:: RECORDS SUPPLIED ::
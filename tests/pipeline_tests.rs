//! End-to-end tests of the analysis pipeline.

use approx::assert_relative_eq;
use bodyfat_analysis::data::{schema, DataError};
use bodyfat_analysis::{run_analysis, AnalysisOptions, AnalysisReport, Dataset, RegressionError};

mod common;

fn study() -> Dataset {
    let ds = common::generate_bodyfat_dataset(252, 2024);
    common::with_bodyfat(&ds, &[(171, 0.0), (181, 1.9)])
}

#[test]
fn test_full_analysis_with_defaults() {
    let ds = study();
    let report = run_analysis(&ds, &AnalysisOptions::default()).expect("analysis runs");

    let ids: Vec<i64> = report.anomalies.iter().map(|a| a.id).collect();
    assert_eq!(ids, vec![172, 182]);
    let cleaned = report.cleaned.column(schema::BODYFAT).unwrap();
    assert_eq!(cleaned[171], report.anomalies[0].predicted);
    assert_eq!(report.cleaned.n_rows(), 252);

    // BODYFAT plus fourteen candidate predictors.
    assert_eq!(report.summaries.len(), 15);
    assert_eq!(report.summaries[0].column, schema::BODYFAT);
    assert!(report.summaries.iter().all(|s| s.statistics.count == 252));
    assert!(report
        .summaries
        .iter()
        .flat_map(|s| &s.outliers)
        .all(|&row| row < 252));
    assert_eq!(report.correlations.get(schema::BODYFAT, schema::BODYFAT), Some(1.0));

    // Screening runs on the five default predictors.
    assert!(report.goodness_of_fit.is_significant());
    assert_eq!(report.goodness_of_fit.df_model, 5);
    assert_eq!(report.significance.len(), 5);
    assert!(report.significant_features.iter().any(|f| f == schema::ABDOMEN));

    assert!(!report.reduced_features.is_empty());
    assert_eq!(report.vif.len(), 14);

    assert_eq!(report.subsets.len(), 31);
    assert!(report.subsets.windows(2).all(|w| w[0].rmse <= w[1].rmse));
    assert_eq!(report.final_model.features, report.subsets[0].features);
    assert!(report.excluded.is_empty());
    assert_eq!(report.final_model.n_train, 201);
    assert_eq!(report.final_model.n_test, 51);
    assert!((report.final_model.test_rmse - report.subsets[0].rmse).abs() < 1e-9);

    assert_eq!(report.diagnostics.residuals_vs_fitted.x.len(), 201);
    assert_eq!(report.diagnostics.normal_qq.x.len(), 201);
}

#[test]
fn test_analysis_is_deterministic() {
    let ds = study();
    let options = AnalysisOptions::default();
    let a = run_analysis(&ds, &options).unwrap();
    let b = run_analysis(&ds, &options).unwrap();

    assert_eq!(a.final_model.features, b.final_model.features);
    assert_eq!(a.final_model.test_rmse, b.final_model.test_rmse);
    assert_eq!(a.subsets, b.subsets);
}

#[test]
fn test_subset_search_falls_back_to_accepted_features() {
    let ds = study();
    let options = AnalysisOptions::builder()
        .subset_candidates(std::iter::empty::<&str>())
        .build()
        .unwrap();

    let report = run_analysis(&ds, &options).unwrap();
    let k = report.significant_features.len();
    assert_eq!(report.subsets.len(), (1 << k) - 1);
    assert!(report
        .final_model
        .features
        .iter()
        .all(|f| report.significant_features.contains(f)));
}

#[test]
fn test_screening_over_all_predictors() {
    let options = AnalysisOptions::builder()
        .screening_features(std::iter::empty::<&str>())
        .build()
        .unwrap();
    let report = run_analysis(&study(), &options).unwrap();

    assert_eq!(report.goodness_of_fit.df_model, 14);
    assert_eq!(report.significance.len(), 14);
}

#[test]
fn test_configured_ids_are_excluded_from_final_fit() {
    let options = AnalysisOptions::builder()
        .cooks_cutoff(None)
        .excluded_ids([40, 9999])
        .build()
        .unwrap();
    let report = run_analysis(&study(), &options).unwrap();

    assert_eq!(report.excluded.len(), 1);
    assert_eq!(report.excluded[0].id, 40);
    assert!(report.excluded[0].configured);
    assert!(report.excluded[0].cooks_distance >= 0.0);
    assert_eq!(report.final_model.n_train + report.final_model.n_test, 251);
    assert_eq!(report.cleaned.n_rows(), 252);
}

#[test]
fn test_influential_row_is_excluded_from_final_fit() {
    // One impossible waist measurement with an ordinary body fat reading.
    let ds = study();
    let mut abdomen = ds.column(schema::ABDOMEN).unwrap().to_vec();
    abdomen[100] = 300.0;
    let ds = ds.with_column(schema::ABDOMEN, abdomen).unwrap();

    let options = AnalysisOptions::builder()
        .subset_candidates([schema::ABDOMEN])
        .build()
        .unwrap();
    let report = run_analysis(&ds, &options).unwrap();

    let ids: Vec<i64> = report.excluded.iter().map(|r| r.id).collect();
    assert!(ids.contains(&101));
    assert!(report
        .excluded
        .iter()
        .all(|r| !r.configured && r.cooks_distance > 0.5));
    assert_eq!(
        report.final_model.n_train + report.final_model.n_test,
        252 - report.excluded.len()
    );

    let without = AnalysisOptions::builder()
        .subset_candidates([schema::ABDOMEN])
        .cooks_cutoff(None)
        .build()
        .unwrap();
    let kept = run_analysis(&ds, &without).unwrap();
    assert!(kept.excluded.is_empty());
    assert_eq!(kept.final_model.n_train + kept.final_model.n_test, 252);
}

#[test]
fn test_invalid_options_are_rejected() {
    let ds = study();
    let options = AnalysisOptions {
        vif_threshold: 0.5,
        ..Default::default()
    };

    assert!(matches!(
        run_analysis(&ds, &options),
        Err(RegressionError::InvalidOptions(_))
    ));
}

#[test]
fn test_missing_candidate_column_is_reported() {
    let ds = study();
    let options = AnalysisOptions::builder()
        .subset_candidates(["AGE", "WAIST"])
        .build()
        .unwrap();

    match run_analysis(&ds, &options) {
        Err(RegressionError::Data(DataError::MissingColumns(missing))) => {
            assert_eq!(missing, vec!["WAIST"]);
        }
        other => panic!("expected missing column, got {:?}", other.map(|r| r.final_model.features)),
    }
}

#[test]
fn test_report_serializes_to_json() {
    let report = run_analysis(&study(), &AnalysisOptions::default()).unwrap();
    let json = serde_json::to_value(&report).expect("serializable");

    assert!(json["final_model"]["coefficients"].is_array());
    assert_eq!(json["anomalies"].as_array().map(Vec::len), Some(2));
}

#[test]
fn test_report_json_round_trip_keeps_undefined_statistics() {
    let report = run_analysis(&study(), &AnalysisOptions::default()).unwrap();
    let json = serde_json::to_string(&report).expect("serializable");
    let restored: AnalysisReport = serde_json::from_str(&json).expect("deserializable");

    assert_eq!(restored.anomalies.len(), report.anomalies.len());
    for (a, b) in restored.anomalies.iter().zip(&report.anomalies) {
        assert_eq!(a.id, b.id);
        assert_relative_eq!(a.predicted, b.predicted, max_relative = 1e-14);
    }
    assert_eq!(restored.final_model.features, report.final_model.features);
    assert_eq!(restored.subsets.len(), report.subsets.len());
    for (a, b) in restored.subsets.iter().zip(&report.subsets) {
        assert_eq!(a.features, b.features);
        assert_eq!(a.mean_vif.is_nan(), b.mean_vif.is_nan());
        assert_relative_eq!(a.rmse, b.rmse, max_relative = 1e-14);
    }
    assert!(restored
        .subsets
        .iter()
        .any(|s| s.features.len() == 1 && s.mean_vif.is_nan()));
    assert_relative_eq!(
        restored.final_model.test_rmse,
        report.final_model.test_rmse,
        max_relative = 1e-14
    );
    assert_eq!(restored.cleaned.n_rows(), report.cleaned.n_rows());
}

:: TASK DIRECTIONS ::
Nothing before the line holding "assert!(restored" belongs in the answer. Repeat that line and the rest of the listing exactly.

:: EXERCISE RESPONSE ::
    assert!(restored
        .subsets
        .iter()
        .any(|s| s.features.len() == 1 && s.mean_vif.is_nan()));
    assert_relative_eq!(
        restored.final_model.test_rmse,
        report.final_model.test_rmse,
        max_relative = 1e-14
    );
    assert_eq!(restored.cleaned.n_rows(), report.cleaned.n_rows());
}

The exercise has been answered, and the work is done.